Whenever "detail" appears in a line, please copy that line from the data.

(Beginning of Excerpted data)

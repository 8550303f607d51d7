use chrono::{DateTime, Utc};
use serde::{Deserialize, Serialize};
use uuid::Uuid;

#[derive(Debug, Clone, Copy, Serialize, Deserialize, PartialEq, Eq)]
#[serde(rename_all = "snake_case")]
pub enum TripStatus {
    Requested,
    Quoting,
    Confirmed,
    Assigning,
    InProgress,
    Finished,
}

/// Carrier-reported checkpoints, in the order they happen on the road.
#[derive(Debug, Clone, Copy, Serialize, Deserialize, PartialEq, Eq)]
#[serde(rename_all = "snake_case")]
pub enum CheckpointStage {
    ArrivedToLoad,
    LoadedDeparting,
    EnRoute,
    ArrivedAtDestination,
    Unloaded,
}

impl CheckpointStage {
    pub const ALL: [CheckpointStage; 5] = [
        CheckpointStage::ArrivedToLoad,
        CheckpointStage::LoadedDeparting,
        CheckpointStage::EnRoute,
        CheckpointStage::ArrivedAtDestination,
        CheckpointStage::Unloaded,
    ];

    /// The only stage that closes a trip.
    pub fn is_terminal(&self) -> bool {
        matches!(self, CheckpointStage::Unloaded)
    }

    pub fn label(&self) -> &'static str {
        match self {
            CheckpointStage::ArrivedToLoad => "Llegué a cargar",
            CheckpointStage::LoadedDeparting => "Cargado, saliendo",
            CheckpointStage::EnRoute => "En camino",
            CheckpointStage::ArrivedAtDestination => "Llegué a destino",
            CheckpointStage::Unloaded => "Descargado",
        }
    }
}

#[derive(Debug, Clone, Copy, Serialize, Deserialize)]
pub struct GeoPoint {
    pub lat: f64,
    pub lng: f64,
}

#[derive(Debug, Clone, Serialize, Deserialize)]
pub struct Stop {
    pub address: String,
    pub city: String,
    pub province: String,
    pub coords: Option<GeoPoint>,
}

#[derive(Debug, Clone, Serialize, Deserialize)]
pub struct StatusChange {
    pub status: TripStatus,
    pub actor: Option<String>,
    pub at: DateTime<Utc>,
    pub notes: Option<String>,
}

#[derive(Debug, Clone, Serialize, Deserialize)]
pub struct CheckIn {
    pub id: Uuid,
    pub stage: CheckpointStage,
    pub description: String,
    pub at: DateTime<Utc>,
    pub location: Option<GeoPoint>,
    pub notes: Option<String>,
}

#[derive(Debug, Clone, Serialize, Deserialize)]
pub struct CurrentLocation {
    pub lat: f64,
    pub lng: f64,
    pub updated_at: DateTime<Utc>,
}

/// One GPS ping on the trail. `at` is stamped server-side on arrival so the
/// trail stays monotonic even when client clocks drift.
#[derive(Debug, Clone, Serialize, Deserialize)]
pub struct TrailPoint {
    pub lat: f64,
    pub lng: f64,
    pub at: DateTime<Utc>,
    pub speed: Option<f64>,
    pub accuracy: Option<f64>,
}

#[derive(Debug, Clone, Serialize, Deserialize)]
pub struct Trip {
    pub id: Uuid,
    /// Human-readable sequential number, assigned once at creation.
    pub number: String,
    pub producer_name: String,
    pub carrier_id: Option<Uuid>,
    pub origin: Stop,
    pub destination: Stop,
    pub cargo_type: String,
    pub weight_tons: f64,
    pub trucks_requested: u32,
    pub trucks_recommended: u32,
    pub scheduled_date: DateTime<Utc>,
    pub agreed_price: Option<f64>,
    pub notes: Option<String>,
    pub status: TripStatus,
    pub sub_status: Option<CheckpointStage>,
    pub status_history: Vec<StatusChange>,
    pub check_ins: Vec<CheckIn>,
    pub current_location: Option<CurrentLocation>,
    pub trail: Vec<TrailPoint>,
    pub tracking_token: Option<String>,
    pub tracking_active: bool,
    pub created_at: DateTime<Utc>,
    pub updated_at: DateTime<Utc>,
}

impl Trip {
    pub fn push_status(&mut self, status: TripStatus, actor: Option<String>, notes: Option<String>) {
        self.status = status;
        self.status_history.push(StatusChange {
            status,
            actor,
            at: Utc::now(),
            notes,
        });
        self.updated_at = Utc::now();
    }
}
use axum::http::StatusCode;
use axum::response::{IntoResponse, Response};
use axum::Json;
use serde_json::json;
use thiserror::Error;

#[derive(Debug, Error)]
pub enum AppError {
    #[error("not found: {0}")]
    NotFound(String),

    #[error("validation failed: {0}")]
    Validation(String),

    #[error("conflict: {0}")]
    Conflict(String),

    #[error("no carriers available")]
    NoCarriersAvailable,

    #[error("message gateway is not configured")]
    GatewayUnavailable,

    #[error("message gateway rejected the send: {0}")]
    GatewayRejected(String),

    #[error("internal error: {0}")]
    Internal(String),
}

impl IntoResponse for AppError {
    fn into_response(self) -> Response {
        let (status, message) = match &self {
            AppError::NotFound(msg) => (StatusCode::NOT_FOUND, msg.clone()),
            AppError::Validation(msg) => (StatusCode::BAD_REQUEST, msg.clone()),
            AppError::Conflict(msg) => (StatusCode::CONFLICT, msg.clone()),
            AppError::NoCarriersAvailable => (
                StatusCode::NOT_FOUND,
                "no carriers available for this offer".to_string(),
            ),
            AppError::GatewayUnavailable => (
                StatusCode::SERVICE_UNAVAILABLE,
                "messaging service is not available".to_string(),
            ),
            AppError::GatewayRejected(msg) => {
                tracing::warn!(error = %msg, "gateway rejected outbound message");
                (
                    StatusCode::BAD_GATEWAY,
                    "messaging service rejected the request".to_string(),
                )
            }
            // Raw detail stays in the logs, never in the response body.
            AppError::Internal(msg) => {
                tracing::error!(error = %msg, "internal error");
                (
                    StatusCode::INTERNAL_SERVER_ERROR,
                    "unexpected error".to_string(),
                )
            }
        };

        let body = Json(json!({
            "error": message
        }));

        (status, body).into_response()
    }
}
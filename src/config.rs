use std::env;

use crate::error::AppError;

#[derive(Debug, Clone)]
pub struct Config {
    pub http_port: u16,
    pub log_level: String,
    pub event_buffer_size: usize,
    pub twilio_account_sid: String,
    pub twilio_auth_token: String,
    pub twilio_whatsapp_number: String,
    pub tracking_base_url: String,
    pub session_ttl_hours: i64,
    pub reactivation_interval_secs: u64,
}

impl Config {
    pub fn from_env() -> Result<Self, AppError> {
        let _ = dotenvy::dotenv();

        Ok(Self {
            http_port: parse_or_default("HTTP_PORT", 3000)?,
            log_level: env::var("LOG_LEVEL").unwrap_or_else(|_| "info".to_string()),
            event_buffer_size: parse_or_default("EVENT_BUFFER_SIZE", 1024)?,
            twilio_account_sid: env::var("TWILIO_ACCOUNT_SID").unwrap_or_default(),
            twilio_auth_token: env::var("TWILIO_AUTH_TOKEN").unwrap_or_default(),
            twilio_whatsapp_number: env::var("TWILIO_WHATSAPP_NUMBER")
                .unwrap_or_else(|_| "whatsapp:+14155238886".to_string()),
            tracking_base_url: env::var("TRACKING_BASE_URL")
                .unwrap_or_else(|_| "http://localhost:5175".to_string()),
            session_ttl_hours: parse_or_default("SESSION_TTL_HOURS", 24)?,
            reactivation_interval_secs: parse_or_default("REACTIVATION_INTERVAL_SECS", 60)?,
        })
    }
}

fn parse_or_default<T>(key: &str, default: T) -> Result<T, AppError>
where
    T: std::str::FromStr,
    T::Err: std::fmt::Display,
{
    match env::var(key) {
        Ok(raw) => raw
            .parse::<T>()
            .map_err(|err| AppError::Internal(format!("invalid {key}: {err}"))),
        Err(_) => Ok(default),
    }
}
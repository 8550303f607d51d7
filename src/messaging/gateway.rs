use async_trait::async_trait;
use serde::Deserialize;
use tracing::{info, warn};

use crate::config::Config;
use crate::error::AppError;
use crate::messaging::phone;

#[derive(Debug, Clone)]
pub struct SendReceipt {
    pub message_sid: String,
}

/// Outbound messaging seam. The dispatch orchestrator only ever talks to this
/// trait; tests plug in a recording implementation.
#[async_trait]
pub trait MessageGateway: Send + Sync {
    /// `to` may be in any stored format; implementations canonicalize it.
    async fn send(&self, to: &str, body: &str) -> Result<SendReceipt, AppError>;
}

/// Twilio WhatsApp gateway. Credentials are read at construction; a missing
/// or placeholder pair degrades every send into `GatewayUnavailable` instead
/// of failing at startup, so the rest of the API keeps working without it.
pub struct TwilioGateway {
    http: reqwest::Client,
    account_sid: String,
    auth_token: String,
    from_number: String,
}

impl TwilioGateway {
    pub fn from_config(config: &Config) -> Self {
        Self {
            http: reqwest::Client::new(),
            account_sid: config.twilio_account_sid.clone(),
            auth_token: config.twilio_auth_token.clone(),
            from_number: config.twilio_whatsapp_number.clone(),
        }
    }

    fn is_configured(&self) -> bool {
        !self.account_sid.is_empty()
            && !self.auth_token.is_empty()
            && !self.account_sid.starts_with("TU_")
            && !self.auth_token.starts_with("TU_")
    }
}

#[derive(Debug, Deserialize)]
struct TwilioMessageResponse {
    sid: String,
}

#[async_trait]
impl MessageGateway for TwilioGateway {
    async fn send(&self, to: &str, body: &str) -> Result<SendReceipt, AppError> {
        if !self.is_configured() {
            warn!("twilio credentials missing; outbound message dropped");
            return Err(AppError::GatewayUnavailable);
        }

        let formatted_to = phone::outbound(to);
        let url = format!(
            "https://api.twilio.com/2010-04-01/Accounts/{}/Messages.json",
            self.account_sid
        );

        let response = self
            .http
            .post(&url)
            .basic_auth(&self.account_sid, Some(&self.auth_token))
            .form(&[
                ("From", self.from_number.as_str()),
                ("To", formatted_to.as_str()),
                ("Body", body),
            ])
            .send()
            .await
            .map_err(|err| AppError::GatewayRejected(format!("request failed: {err}")))?;

        if !response.status().is_success() {
            let status = response.status();
            let detail = response.text().await.unwrap_or_default();
            return Err(AppError::GatewayRejected(format!(
                "provider returned {status}: {detail}"
            )));
        }

        let message = response
            .json::<TwilioMessageResponse>()
            .await
            .map_err(|err| AppError::GatewayRejected(format!("unreadable response: {err}")))?;

        info!(to = %formatted_to, sid = %message.sid, "whatsapp message sent");
        Ok(SendReceipt {
            message_sid: message.sid,
        })
    }
}
#[tokio::test]
async fn offer_flow_confirmation_assigns_carrier_and_mints_token() {
    let (app, _state, gateway) = setup();
    let carrier_id = create_carrier(&app, "Transporte Sur", "1136174705", "20-11111111-1").await;
    let trip_id = create_trip(&app).await;

    let report = send_offer(&app, &trip_id).await;
    assert_eq!(report["total"], 1);
    assert_eq!(report["successful"], 1);
    assert_eq!(report["results"][0]["success"], true);

    let trip = get_trip(&app, &trip_id).await;
    assert_eq!(trip["status"], "assigning");

    inbound(&app, "whatsapp:+5491136174705", "1").await;

    let trip = get_trip(&app, &trip_id).await;
    assert_eq!(trip["status"], "confirmed");
    assert_eq!(trip["carrier_id"], carrier_id.as_str());
    let token = trip["tracking_token"].as_str().unwrap();
    assert_eq!(token.len(), 64);

    // Confirmation reply carries the tracking link and check-in menu.
    let bodies = gateway.bodies();
    assert!(bodies.iter().any(|b| b.contains(token)));
    assert!(bodies.iter().any(|b| b.contains("Viaje confirmado")));
}

#[tokio::test]
async fn full_check_in_sequence_finishes_only_at_last_stage() {
    let (app, state, _gateway) = setup();
    create_carrier(&app, "Transporte Sur", "1136174705", "20-11111111-1").await;
    let trip_id = create_trip(&app).await;
    send_offer(&app, &trip_id).await;
    inbound(&app, "whatsapp:+5491136174705", "1").await;

    let expectations = [
        ("1", "in_progress", "arrived_to_load"),
        ("2", "in_progress", "loaded_departing"),
        ("3", "in_progress", "en_route"),
        ("4", "in_progress", "arrived_at_destination"),
        ("5", "finished", "unloaded"),
    ];

    for (digit, status, sub_status) in expectations {
        inbound(&app, "whatsapp:+5491136174705", digit).await;
        let trip = get_trip(&app, &trip_id).await;
        assert_eq!(trip["status"], status, "after digit {digit}");
        assert_eq!(trip["sub_status"], sub_status, "after digit {digit}");
    }

    let trip = get_trip(&app, &trip_id).await;
    assert_eq!(trip["check_ins"].as_array().unwrap().len(), 5);

    // Conversation is over: no session left open for the number.
    let open = state
        .sessions
        .iter()
        .filter(|entry| !entry.value().status.is_terminal())
        .count();
    assert_eq!(open, 0);
}

#[tokio::test]
async fn second_confirmer_gets_conflict_and_trip_keeps_first_carrier() {
    let (app, _state, gateway) = setup();
    let first = create_carrier(&app, "Transporte Sur", "1136174705", "20-11111111-1").await;
    create_carrier(&app, "Fletes Norte", "1144455566", "20-22222222-2").await;
    let trip_id = create_trip(&app).await;

    let report = send_offer(&app, &trip_id).await;
    assert_eq!(report["successful"], 2);

    inbound(&app, "whatsapp:+5491136174705", "1").await;
    inbound(&app, "whatsapp:+5491144455566", "1").await;

    let trip = get_trip(&app, &trip_id).await;
    assert_eq!(trip["carrier_id"], first.as_str());

    let conflict_reply = gateway
        .sent()
        .into_iter()
        .find(|(to, body)| to == "1144455566" && body.contains("ya fue asignado"));
    assert!(conflict_reply.is_some());
}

(End of Excerpted data)

#### Your response:
            // Raw detail stays in the logs, never in the response body.
            let detail = response.text().await.unwrap_or_default();
                "provider returned {status}: {detail}"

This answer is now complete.